Bias can be introduced at every step in the ML pipeline, from data collection to labeling, model selection, training, evaluation, deployment and monitoring. Not to mention the complex effects of feedback when you collect data that has been influenced by biases in a prior iteration of the model.
That said, I am disappointed in Gebru, I read her "Gender Shades" paper where she completely ignored the existence of the Asian race. That's a pretty big limitation for a paper named in such general terms. In another place she labels Asians as "white adjacent" [1]. That doesn't seem to be ethical behavior for an ethics researcher. She also refused to debate with Yann LeCun on the topic of bias, instead sent him to reeducate himself [2].
Gebru has been a terrible representative for AI ethics all around, but this was inevitable.
"AI Ethics" is a pop science topic based on fantasies derived from the Terminator movie series.[1] When the foundation of the entire field is shaky it attracts careerist opportunists who have found an easy way to score scientific reputation points using shoddy or non-existent science. Google doubled down on this to build up a facade of an ethical company (guys, lets pretend project Dragonfly doesn't exist) and appointed the loudest person they could find in this pseudo science group.
The inevitable happened - inevitable if you are familiar with Gebru's forced confrontations with LeCun. She publishes a bogus paper about the carbon footprint of training AI models, comparing it with jet exhaust. A paper more focused on rhetoric than substance. Completely ignoring that Google is carbon neutral and AI chips can run on solar power - just like a Tesla car. No reference is made to how these language models enable cross-language communication, eliminate driving around in circles in a foreign country because you don't speak the language and end up saving CO2. Google, by any measure, saves CO2 emissions for the user.
Instead we have a dummy paper pretending that Google uses jet fuel for a one time training of an AI model. How low can "scientific research" fall.

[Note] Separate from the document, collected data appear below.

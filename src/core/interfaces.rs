use crate::core::models::*;
use crate::utils::Result;
use async_trait::async_trait;
use std::path::{Path, PathBuf};

/// One way of turning a module name into an absolute directory.
pub trait ModuleLocator: Send + Sync {
    /// Short label used in logs.
    fn name(&self) -> &'static str;
    fn locate(&self, module: &str) -> Option<PathBuf>;
}

/// Inputs the synthesizer needs besides the request itself.
pub struct SynthesisContext<'a> {
    pub output_dir: &'a Path,
    pub helpers: &'a HelperPaths,
    pub noop_module: Option<&'a Path>,
    pub type_config: Option<&'a Path>,
}

/// A bundler-specific way of configuring and reading back a build.
pub trait BundlingStrategy: Send + Sync {
    fn mode(&self) -> BundleMode;

    /// Package that ships the bundler executable.
    fn bundler_package(&self) -> &'static str;
    fn bundler_bin(&self) -> &'static str;
    fn config_flag(&self) -> &'static str {
        "--config"
    }
    fn config_file_name(&self) -> &'static str;

    /// Helper modules the generated configuration references by path.
    fn helper_modules(&self, request: &BuildRequest) -> Vec<&'static str>;

    fn synthesize(&self, request: &BuildRequest, ctx: &SynthesisContext<'_>) -> Result<BundlerConfig>;

    /// Serializes the record into the bundler's configuration source.
    fn render(&self, config: &BundlerConfig) -> String;

    /// Where the deployed runtime finds the handler after this strategy's output layout.
    fn handler_reference(&self, request: &BuildRequest) -> Result<HandlerReference>;
}

/// Everything needed to run the bundler once.
#[derive(Debug, Clone)]
pub struct Invocation {
    pub program: PathBuf,
    pub config_flag: String,
    pub config_file_name: String,
    pub config_text: String,
}

#[async_trait]
pub trait BundleExecutor: Send + Sync {
    /// Writes the configuration into `output_dir` and blocks until the bundler exits.
    async fn execute(&self, output_dir: &Path, invocation: &Invocation) -> Result<ExecutionResult>;
}
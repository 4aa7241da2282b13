use crate::core::{models::*, outcome, services::*};
use crate::infrastructure::{detect_node_major, strategy_for, LocatorChain, ProcessBundleExecutor};
use crate::utils::{anchor_path, CliOverrides, ConfigLoader, Logger, PackUI, Result};
use clap::{Args, Parser, Subcommand};
use std::collections::BTreeMap;
use std::path::{Path, PathBuf};
use std::sync::Arc;

#[derive(Parser)]
#[command(name = "lambda-pack", version)]
#[command(about = "Bundle a serverless function entry point for deployment")]
pub struct Cli {
    #[command(subcommand)]
    pub command: Commands,
}

#[derive(Subcommand)]
pub enum Commands {
    /// Bundle a function and print its deployment descriptor
    Build {
        #[command(flatten)]
        args: BuildArgs,
        /// Write the descriptor JSON here instead of stdout
        #[arg(long)]
        descriptor: Option<PathBuf>,
    },
    /// Print the generated bundler configuration without running the bundler
    Config {
        #[command(flatten)]
        args: BuildArgs,
    },
}

#[derive(Args, Debug, Clone)]
pub struct BuildArgs {
    /// Entry point, relative to the project root
    pub entry: Option<PathBuf>,
    /// Project root directory
    #[arg(short, long, default_value = ".")]
    pub root: PathBuf,
    /// Exported handler name
    #[arg(long)]
    pub handler: Option<String>,
    /// Target runtime, e.g. nodejs12.x
    #[arg(long)]
    pub runtime: Option<String>,
    /// Bundling mode
    #[arg(short, long, value_enum)]
    pub mode: Option<BundleMode>,
    /// Regular expression for imports to replace with an empty module (repeatable)
    #[arg(short = 'x', long = "exclude")]
    pub exclude: Vec<String>,
    /// Do not enable HTTP keep-alive in the cloud SDK
    #[arg(long)]
    pub no_connection_reuse: bool,
    /// Move node_modules code into a separate minified vendor chunk (webpack mode)
    #[arg(long)]
    pub split_vendor: bool,
    /// Bundler executable to run
    #[arg(long)]
    pub bundler: Option<PathBuf>,
    /// Where the upward search for helper modules starts
    #[arg(long)]
    pub plugins_dir: Option<PathBuf>,
    /// Node executable used to pick the default runtime
    #[arg(long, default_value = "node")]
    pub node: PathBuf,
    /// Extra environment for the deployed function (repeatable)
    #[arg(short, long = "env", value_name = "KEY=VALUE", value_parser = parse_env_pair)]
    pub env: Vec<(String, String)>,
}

impl BuildArgs {
    fn overrides(&self) -> CliOverrides {
        CliOverrides {
            entry: self.entry.clone(),
            handler: self.handler.clone(),
            runtime: self.runtime.clone(),
            mode: self.mode,
            exclude: self.exclude.clone(),
            connection_reuse: self.no_connection_reuse.then_some(false),
            split_vendor: self.split_vendor.then_some(true),
            bundler: self.bundler.clone(),
            plugins_dir: self.plugins_dir.clone(),
            environment: self.env.iter().cloned().collect::<BTreeMap<_, _>>(),
        }
    }
}

fn parse_env_pair(raw: &str) -> std::result::Result<(String, String), String> {
    match raw.split_once('=') {
        Some((key, value)) if !key.is_empty() => Ok((key.to_string(), value.to_string())),
        _ => Err(format!("expected KEY=VALUE, got '{}'", raw)),
    }
}

pub struct CliHandler;

impl CliHandler {
    pub fn new() -> Self {
        Self
    }

    /// Parses the process arguments and runs the command.
    ///
    /// Returns the process exit status; a failed bundler run is a non-zero
    /// status rather than an error.
    pub async fn run(&self) -> Result<i32> {
        Logger::init();

        let cli = Cli::parse();

        match cli.command {
            Commands::Build { args, descriptor } => {
                self.handle_build_command(&args, descriptor.as_deref()).await
            }
            Commands::Config { args } => self.handle_config_command(&args).await,
        }
    }

    async fn prepare(&self, args: &BuildArgs) -> Result<(BuildOptions, BuildRequest, LambdaBundleService)> {
        // The bundler runs inside its output directory, so nothing may stay relative.
        let cwd = std::env::current_dir()?;
        let root = anchor_path(&cwd, args.root.clone());
        let file_config = ConfigLoader::load_from_file(&root)?;
        let options = ConfigLoader::merge_with_cli(file_config, root, &cwd, args.overrides())?;

        // The host is only probed when it decides something.
        let host_major = match options.runtime {
            Some(_) => None,
            None => detect_node_major(&args.node).await,
        };
        let request = BuildRequest::from_options(&options, host_major)?;

        let search_root = options
            .plugins_dir
            .clone()
            .unwrap_or_else(|| request.project_root.clone());
        let mut service = LambdaBundleService::new(
            strategy_for(options.mode),
            LocatorChain::standard(search_root),
            Arc::new(ProcessBundleExecutor),
        );
        if let Some(bundler) = &options.bundler {
            service = service.with_bundler(bundler);
        }

        Ok((options, request, service))
    }

    async fn handle_build_command(&self, args: &BuildArgs, descriptor_path: Option<&Path>) -> Result<i32> {
        let ui = PackUI::new();
        let (options, request, service) = self.prepare(args).await?;
        ui.show_banner(options.mode.as_str(), &request.runtime.identifier);

        match service.build(&request).await? {
            BuildOutcome::Success { output_dir, handler } => {
                let descriptor = FunctionDescriptor::new(
                    &request.runtime,
                    output_dir.clone(),
                    &handler,
                    options.connection_reuse,
                    &options.environment,
                );
                let json = serde_json::to_string_pretty(&descriptor)?;
                match descriptor_path {
                    Some(path) => std::fs::write(path, format!("{}\n", json))?,
                    None => println!("{}", json),
                }

                ui.show_success(&output_dir, &handler.to_string());
                Ok(0)
            }
            BuildOutcome::Failure {
                exit_code,
                diagnostics,
                config_snapshot,
            } => {
                ui.show_failure(exit_code, &diagnostics, &config_snapshot);
                Ok(outcome::failure_exit_status(exit_code))
            }
        }
    }

    async fn handle_config_command(&self, args: &BuildArgs) -> Result<i32> {
        let (_, request, service) = self.prepare(args).await?;

        // Nothing is written, so the output directory is only a placeholder.
        let output_dir = std::env::temp_dir().join("lambda-pack-dry-run");
        let prepared = service.prepare(&request, &output_dir)?;

        Logger::info(&format!(
            "Handler would be {} ({} mode)",
            prepared.handler,
            service.strategy().mode()
        ));
        print!("{}", prepared.text);
        Ok(0)
    }
}

impl Default for CliHandler {
    fn default() -> Self {
        Self::new()
    }
}
use crate::utils::{PackError, Result};
use std::path::{Path, PathBuf};

/// Source extensions an entry may have.
pub const ENTRY_EXTENSIONS: &[&str] = &["js", "ts"];

/// Resolves user-supplied entry paths against a project root.
pub struct EntryResolver {
    project_root: PathBuf,
}

impl EntryResolver {
    pub fn new(project_root: impl Into<PathBuf>) -> Self {
        Self {
            project_root: project_root.into(),
        }
    }

    /// Validates the extension, then returns the canonical absolute path of an existing entry.
    pub fn resolve(&self, raw: impl AsRef<Path>) -> Result<PathBuf> {
        let raw = raw.as_ref();

        if !has_entry_extension(raw) {
            return Err(PackError::InvalidEntryExtension {
                path: raw.to_path_buf(),
                allowed: ENTRY_EXTENSIONS.to_vec(),
            });
        }

        let absolute = if raw.is_absolute() {
            raw.to_path_buf()
        } else {
            self.project_root.join(raw)
        };

        if !absolute.is_file() {
            return Err(PackError::EntryNotFound(absolute));
        }

        Ok(absolute.canonicalize()?)
    }
}

pub fn has_entry_extension(path: &Path) -> bool {
    path.extension()
        .and_then(|ext| ext.to_str())
        .map(|ext| ENTRY_EXTENSIONS.contains(&ext))
        .unwrap_or(false)
}

/// Whether the entry is typed-script source.
pub fn is_typed_source(path: &Path) -> bool {
    path.extension().and_then(|ext| ext.to_str()) == Some("ts")
}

[1] Certainly, there needs to be work done to remove bias from public datasets; but there is not much to be done beyond this. NLP programs having great models for English and poor ones for Swahili is, frankly speaking, not a problem for ML algorithm researchers to solve. There are one-shot learning approaches but these are not motivated by the desire to eliminate bias.

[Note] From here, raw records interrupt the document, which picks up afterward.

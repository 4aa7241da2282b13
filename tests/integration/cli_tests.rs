use crate::common::{remove_output, Fixture, SUCCEEDING_BUNDLER};
use assert_cmd::Command;
use lambda_pack::core::FunctionDescriptor;
use predicates::prelude::*;
use std::path::Path;

fn lambda_pack(fixture: &Fixture, bundler: &Path) -> Command {
    let mut cmd = Command::cargo_bin("lambda-pack").unwrap();
    cmd.env("NO_COLOR", "1").env("RUST_LOG", "lambda_pack=info");
    cmd.arg("build")
        .arg("--root")
        .arg(fixture.root())
        .arg("--plugins-dir")
        .arg(fixture.root())
        .arg("--bundler")
        .arg(bundler)
        .arg("--runtime")
        .arg("nodejs12.x");
    cmd
}

fn descriptor_from(stdout: &[u8]) -> FunctionDescriptor {
    serde_json::from_slice(stdout).expect("stdout is a function descriptor")
}

#[test]
fn test_build_prints_descriptor() {
    let fixture = Fixture::new();
    let bundler = fixture.bundler(SUCCEEDING_BUNDLER);

    let output = lambda_pack(&fixture, &bundler)
        .arg("index.js")
        .arg("--env")
        .arg("TABLE=orders")
        .assert()
        .success()
        .stderr(predicate::str::contains("main.handler"))
        .get_output()
        .stdout
        .clone();

    let descriptor = descriptor_from(&output);
    assert_eq!(descriptor.runtime, "nodejs12.x");
    assert_eq!(descriptor.handler, "main.handler");
    assert!(descriptor.code_directory.join("main.js").is_file());
    assert_eq!(descriptor.environment["NODE_OPTIONS"], "--enable-source-maps");
    assert_eq!(descriptor.environment["AWS_NODEJS_CONNECTION_REUSE_ENABLED"], "1");
    assert_eq!(descriptor.environment["TABLE"], "orders");

    remove_output(&descriptor.code_directory);
}

#[test]
fn test_connection_reuse_can_be_disabled() {
    let fixture = Fixture::new();
    let bundler = fixture.bundler(SUCCEEDING_BUNDLER);

    let output = lambda_pack(&fixture, &bundler)
        .arg("index.js")
        .arg("--no-connection-reuse")
        .assert()
        .success()
        .get_output()
        .stdout
        .clone();

    let descriptor = descriptor_from(&output);
    assert!(!descriptor.environment.contains_key("AWS_NODEJS_CONNECTION_REUSE_ENABLED"));
    assert_eq!(descriptor.environment["NODE_OPTIONS"], "--enable-source-maps");

    remove_output(&descriptor.code_directory);
}

#[test]
fn test_project_config_file_is_honoured() {
    let fixture = Fixture::new();
    let bundler = fixture.bundler(SUCCEEDING_BUNDLER);
    fixture.write(
        "lambda-pack.json",
        r#"{ "entry": "events/foo.js", "mode": "rollup", "handler": "main" }"#,
    );

    let output = lambda_pack(&fixture, &bundler)
        .assert()
        .success()
        .get_output()
        .stdout
        .clone();

    let descriptor = descriptor_from(&output);
    assert_eq!(descriptor.handler, "events/foo.main");

    remove_output(&descriptor.code_directory);
}

#[test]
fn test_descriptor_written_to_file() {
    let fixture = Fixture::new();
    let bundler = fixture.bundler(SUCCEEDING_BUNDLER);
    let target = fixture.root().join("descriptor.json");

    lambda_pack(&fixture, &bundler)
        .arg("index.js")
        .arg("--descriptor")
        .arg(&target)
        .assert()
        .success()
        .stdout(predicate::str::is_empty());

    let descriptor: FunctionDescriptor =
        serde_json::from_str(&std::fs::read_to_string(&target).unwrap()).unwrap();
    assert_eq!(descriptor.handler, "main.handler");

    remove_output(&descriptor.code_directory);
}

#[test]
fn test_bundler_failure_propagates_exit_code() {
    let fixture = Fixture::new();
    let seen = fixture.root().join("seen.config.js");
    let bundler = fixture.bundler(&format!(
        "cp \"$2\" '{}'\necho \"ERROR in ./index.js: boom\" >&2\nexit 3",
        seen.display()
    ));

    let stderr = lambda_pack(&fixture, &bundler)
        .arg("index.js")
        .assert()
        .code(3)
        .stdout(predicate::str::is_empty())
        .stderr(predicate::str::contains("ERROR in ./index.js: boom"))
        .stderr(predicate::str::contains("bundler exited with status"))
        .get_output()
        .stderr
        .clone();

    // The configuration the bundler actually read is dumped in full.
    let config_text = std::fs::read_to_string(&seen).unwrap();
    assert!(config_text.contains("libraryTarget: 'commonjs2'"));
    assert!(String::from_utf8_lossy(&stderr).contains(&config_text));
}

/// `build` with only the given arguments, run from `cwd`.
fn lambda_pack_in(cwd: &Path) -> Command {
    let mut cmd = Command::cargo_bin("lambda-pack").unwrap();
    cmd.current_dir(cwd)
        .env("NO_COLOR", "1")
        .arg("build")
        .arg("--runtime")
        .arg("nodejs12.x");
    cmd
}

#[test]
fn test_relative_bundler_flag_resolves_from_working_directory() {
    let fixture = Fixture::new();
    fixture.bundler(SUCCEEDING_BUNDLER);

    let output = lambda_pack_in(&fixture.root())
        .arg("index.js")
        .arg("--plugins-dir")
        .arg(".")
        .arg("--bundler")
        .arg("bin/fake-bundler")
        .assert()
        .success()
        .get_output()
        .stdout
        .clone();

    let descriptor = descriptor_from(&output);
    assert_eq!(descriptor.handler, "main.handler");
    assert!(descriptor.code_directory.join("main.js").is_file());

    remove_output(&descriptor.code_directory);
}

#[test]
fn test_relative_bundler_in_config_file_resolves_from_root() {
    let fixture = Fixture::new();
    fixture.bundler(SUCCEEDING_BUNDLER);
    fixture.write(
        "lambda-pack.json",
        r#"{ "entry": "index.js", "bundler": "bin/fake-bundler", "pluginsDir": "." }"#,
    );

    let output = lambda_pack_in(&fixture.root())
        .assert()
        .success()
        .get_output()
        .stdout
        .clone();

    let descriptor = descriptor_from(&output);
    assert!(descriptor.code_directory.join("main.js").is_file());

    remove_output(&descriptor.code_directory);
}

#[test]
fn test_relative_plugins_dir_searches_above_working_directory() {
    let fixture = Fixture::new();
    let nested = fixture.root().join("packages/api");
    std::fs::create_dir_all(&nested).unwrap();

    // Helpers live two levels above the search root.
    Command::cargo_bin("lambda-pack")
        .unwrap()
        .current_dir(&nested)
        .env("NO_COLOR", "1")
        .arg("config")
        .arg("index.js")
        .arg("--root")
        .arg("../..")
        .arg("--plugins-dir")
        .arg(".")
        .arg("--mode")
        .arg("rollup")
        .arg("--runtime")
        .arg("nodejs12.x")
        .assert()
        .success()
        .stdout(predicate::str::contains(
            fixture
                .root()
                .join("node_modules/@rollup/plugin-commonjs")
                .display()
                .to_string(),
        ));
}

#[test]
fn test_signal_killed_bundler_still_fails() {
    let fixture = Fixture::new();
    let bundler = fixture.bundler("kill -9 $$");

    lambda_pack(&fixture, &bundler)
        .arg("index.js")
        .assert()
        .code(1)
        .stderr(predicate::str::contains("generated configuration"));
}

#[test]
fn test_invalid_entry_extension_fails_without_bundling() {
    let fixture = Fixture::new();
    let marker = fixture.root().join("spawned");
    let bundler = fixture.bundler(&format!("touch '{}'", marker.display()));

    lambda_pack(&fixture, &bundler)
        .arg("handler.py")
        .assert()
        .failure()
        .stderr(predicate::str::contains("Unsupported entry extension"));

    assert!(!marker.exists());
}

#[test]
fn test_config_command_prints_without_running() {
    let fixture = Fixture::new();

    Command::cargo_bin("lambda-pack")
        .unwrap()
        .env("NO_COLOR", "1")
        .arg("config")
        .arg("events/foo.js")
        .arg("--root")
        .arg(fixture.root())
        .arg("--plugins-dir")
        .arg(fixture.root())
        .arg("--mode")
        .arg("rollup")
        .arg("--runtime")
        .arg("nodejs12.x")
        .arg("--exclude")
        .arg("^pg-native$")
        .assert()
        .success()
        .stdout(predicate::str::contains("preserveModules: true,"))
        .stdout(predicate::str::contains(r#"new RegExp("^pg-native$")"#))
        .stdout(predicate::str::contains("@rollup/plugin-commonjs"));
}
use crate::utils::Logger;
use once_cell::sync::Lazy;
use regex::Regex;
use std::path::Path;
use tokio::process::Command;

static NODE_VERSION_REGEX: Lazy<Regex> =
    Lazy::new(|| Regex::new(r"^v?(\d+)\.\d+\.\d+").expect("valid regex"));

/// Major version of the host's script runtime, read at build time only.
pub async fn detect_node_major(node: &Path) -> Option<u32> {
    let output = match Command::new(node).arg("--version").output().await {
        Ok(output) if output.status.success() => output,
        Ok(output) => {
            Logger::warn(&format!(
                "{} --version exited with {}; assuming an older runtime",
                node.display(),
                output.status
            ));
            return None;
        }
        Err(e) => {
            Logger::warn(&format!(
                "Could not run {} ({}); assuming an older runtime",
                node.display(),
                e
            ));
            return None;
        }
    };

    parse_node_version(&String::from_utf8_lossy(&output.stdout))
}

pub fn parse_node_version(raw: &str) -> Option<u32> {
    NODE_VERSION_REGEX
        .captures(raw.trim())
        .and_then(|caps| caps.get(1))
        .and_then(|m| m.as_str().parse().ok())
}
// lambda-pack: bundles a serverless function's entry point with a JavaScript
// bundler and reports where the deployable code ended up.

pub mod cli;
pub mod core;
pub mod infrastructure;
pub mod utils;

pub use crate::core::{BuildOptions, BuildOutcome, BuildRequest, BundleMode, LambdaBundleService};
pub use crate::utils::{PackError, Result};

I think Gebru is serving two masters. She wants societal change based on critical social justice and at the same time she publishes papers on AI ethics. A conflict of interests, you can't be an unbiased scientist while being a die hard activist at the same time.
CJ ideology says to avoid debating with people of the "oppressing class" in order to not give them a platform, or because language itself is biased, or because the opponents are believed to act in bad faith, while the scientific method requires unbiased, impersonal, open debate. See the quote about "master's tools will never dismantle the master's house" for reference. They also practice cancelling their opponents instead of debating, which Gebru and her cohort tried to do on Twitter.

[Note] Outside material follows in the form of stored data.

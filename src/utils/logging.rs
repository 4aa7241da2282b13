use std::path::Path;
use std::time::Instant;
use tracing::{debug, error, info, warn};
use tracing_subscriber::EnvFilter;

pub struct Logger;

impl Logger {
    pub fn init() {
        let filter = EnvFilter::try_from_default_env()
            .unwrap_or_else(|_| EnvFilter::new("lambda_pack=info"));

        // A second init (tests driving the CLI in-process) is harmless.
        let _ = tracing_subscriber::fmt()
            .with_env_filter(filter)
            .with_target(false)
            .with_writer(std::io::stderr)
            .try_init();
    }

    pub fn build_start(entry: &Path, mode: &str, runtime: &str) {
        info!("📦 Bundling {} ({} mode, {})", entry.display(), mode, runtime);
    }

    pub fn helper_located(name: &str, path: &Path, strategy: &str) {
        debug!("🔍 {} -> {} (via {})", name, path.display(), strategy);
    }

    pub fn bundler_spawned(program: &Path, workdir: &Path) {
        debug!("⚙️  Running {} in {}", program.display(), workdir.display());
    }

    pub fn build_complete(output_dir: &Path, handler: &str, build_time: std::time::Duration) {
        info!("✅ Bundle ready in {:.2?}", build_time);
        info!("  • Output directory: {}", output_dir.display());
        info!("  • Handler: {}", handler);
    }

    /// Dumps everything needed to reproduce a failed bundler run.
    pub fn build_failed(exit_code: i32, diagnostics: &str, config_snapshot: &str) {
        error!("❌ Bundler exited with status {}", exit_code);
        error!("Bundler output:\n{}", diagnostics);
        error!("Generated configuration:\n{}", config_snapshot);
    }

    pub fn info(msg: &str) {
        info!("{}", msg);
    }

    pub fn debug(msg: &str) {
        debug!("{}", msg);
    }

    pub fn warn(msg: &str) {
        warn!("⚠️  {}", msg);
    }
}

pub struct Timer {
    start: Instant,
    name: String,
}

impl Timer {
    pub fn start(name: &str) -> Self {
        debug!("⏱️  Starting: {}", name);
        Self {
            start: Instant::now(),
            name: name.to_string(),
        }
    }

    pub fn elapsed(&self) -> std::time::Duration {
        self.start.elapsed()
    }
}

impl Drop for Timer {
    fn drop(&mut self) {
        debug!("⏱️  Completed: {} in {:.2?}", self.name, self.elapsed());
    }
}
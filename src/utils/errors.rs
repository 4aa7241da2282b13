use std::path::PathBuf;
use thiserror::Error;

#[derive(Error, Debug)]
pub enum PackError {
    #[error("IO error: {0}")]
    Io(#[from] std::io::Error),

    #[error("JSON error: {0}")]
    Json(#[from] serde_json::Error),

    #[error(
        "Unsupported entry extension: {}\n\nHint: The entry must be one of: {}",
        .path.display(),
        .allowed.join(", ")
    )]
    InvalidEntryExtension {
        path: PathBuf,
        allowed: Vec<&'static str>,
    },

    #[error("Entry point not found: {}\n\nHint: Paths are resolved against the project root", .0.display())]
    EntryNotFound(PathBuf),

    #[error("Unsupported runtime: {0}\n\nHint: Only nodejs runtimes (e.g. nodejs12.x) can be bundled")]
    UnsupportedRuntime(String),

    #[error("Cannot read a version from runtime '{0}'\n\nHint: Expected an identifier like nodejs12.x")]
    RuntimeVersionUnparseable(String),

    #[error(
        "Cannot locate module '{name}' (searched from {})\n\nHint: Reinstall lambda-pack's helper modules or pass --plugins-dir",
        .search_root.display()
    )]
    ModuleNotLocatable { name: String, search_root: PathBuf },

    #[error("Invalid exclusion pattern '{pattern}': {reason}")]
    InvalidExclusionPattern { pattern: String, reason: String },

    #[error("Bundler executable '{0}' not found\n\nHint: Install it next to the helper modules or pass --bundler <path>")]
    BundlerNotFound(String),

    #[error("Failed to spawn {}: {source}", .program.display())]
    Spawn {
        program: PathBuf,
        #[source]
        source: std::io::Error,
    },

    #[error("Configuration error: {0}")]
    Config(String),
}

impl PackError {
    /// Create a configuration error
    pub fn config(message: impl Into<String>) -> Self {
        Self::Config(message.into())
    }

    pub fn not_locatable(name: &str, search_root: impl Into<PathBuf>) -> Self {
        Self::ModuleNotLocatable {
            name: name.to_string(),
            search_root: search_root.into(),
        }
    }
}

pub type Result<T> = std::result::Result<T, PackError>;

> That said, I am disappointed in Gebru, I read her "Gender Shades" paper where she completely ignored the existence of the Asian race. That's a pretty big limitation for a paper named in such general terms. In another place she labels Asians as "white adjacent"
You are scratching the surface of a much bigger racial divide in the Bay Area. [0] [1]
> That doesn't seem to be ethical behavior for an ethics researcher. She also refused to debate with Yann LeCun on the topic of bias, instead sent him to reeducate himself
I don't think she had the technical background required to really argue with LeCun.
Thanks for the reply. I’m sorry I still don’t see an example of the bias due to hyperparameter selection or tuning. Or model selection. The bias due to data is pretty clear to me and I see so many examples in the wild.
More concretely, say you train a gender detection model on people of all races. The way you do image preprocessing might influence results because black people faces have less contrast. The way you pick your regularisation could influence how well your model works on outliers (L1 reg tends to be less sensitive than L2). The way you set class weights could influence the trade-off between accuracy on different classes.
Other algorithmic choices influence if the model does well on longer or shorter sequences (transformer vs LSTM). This might not seem socially biased, but if your classes correlate with input size, then the length bias might convert into class bias.
I think math itself is socially unbiased (duh!), but models could amplify preexisting dataset biases when they correlate with some quality of the data such as its volume, resolution, contrast or complexity.
I don't know how folks can be aware of how the exchange went down and say that it was a "successful" "grievance strategy". LeCunn wasn't necessarily in the right here, and it wasn't only Gebru's twitter followers going on the offensive.
Well LeCunn quit Twitter, so it is "one down". That is what I meant by successful. And Gebru's "arguments" weren't even arguments, just "whatever you say is wrong because you are white and don't recognise our special grievances".
I personally agree with what he said when he said it is a difference between a research project and a commercial product. No actual harm was done when the AI completed Obama's image into a white person. You could just laugh about it and move on.
* LeCun did not really quit Twitter, he's still active on there and has been for a while - but I guess he did temporarily when all this happened.
* many researchers agreed with Gebru's opposition to LeCun's original point - see tweets by Charles Isbel, yoavgo, Dirk Hovy embedded here https://thegradient.pub/pulse-lessons/ under 'On the Source of Bias in Machine Learning Systems' (warning - it takes a while to load). There was a civil back-and-forth between him and these other researchers as you can see in that post, so it was a point worth discussing. Gebru mostly did not participate in this beyond her initial tweets as far as I remember.
* Lecun got into more heat when he posted a long set of tweets to Gebru which to many seemed like he was lecturing her on her subject of expertise aka 'mansplaining'. I am sure many would see that as nonsense, but afaik many people making that point was the cause of quitting twitter.
Thanks for the further background information. I have to say it doesn't really make it better for me. The "angry people" are of course correct that you can also create bias in other ways than data sets. But are they implying that people generally deliberately introduce such biases to uphold discrimination? That seems like a very serious and offensive claim to make, and not very helpful either.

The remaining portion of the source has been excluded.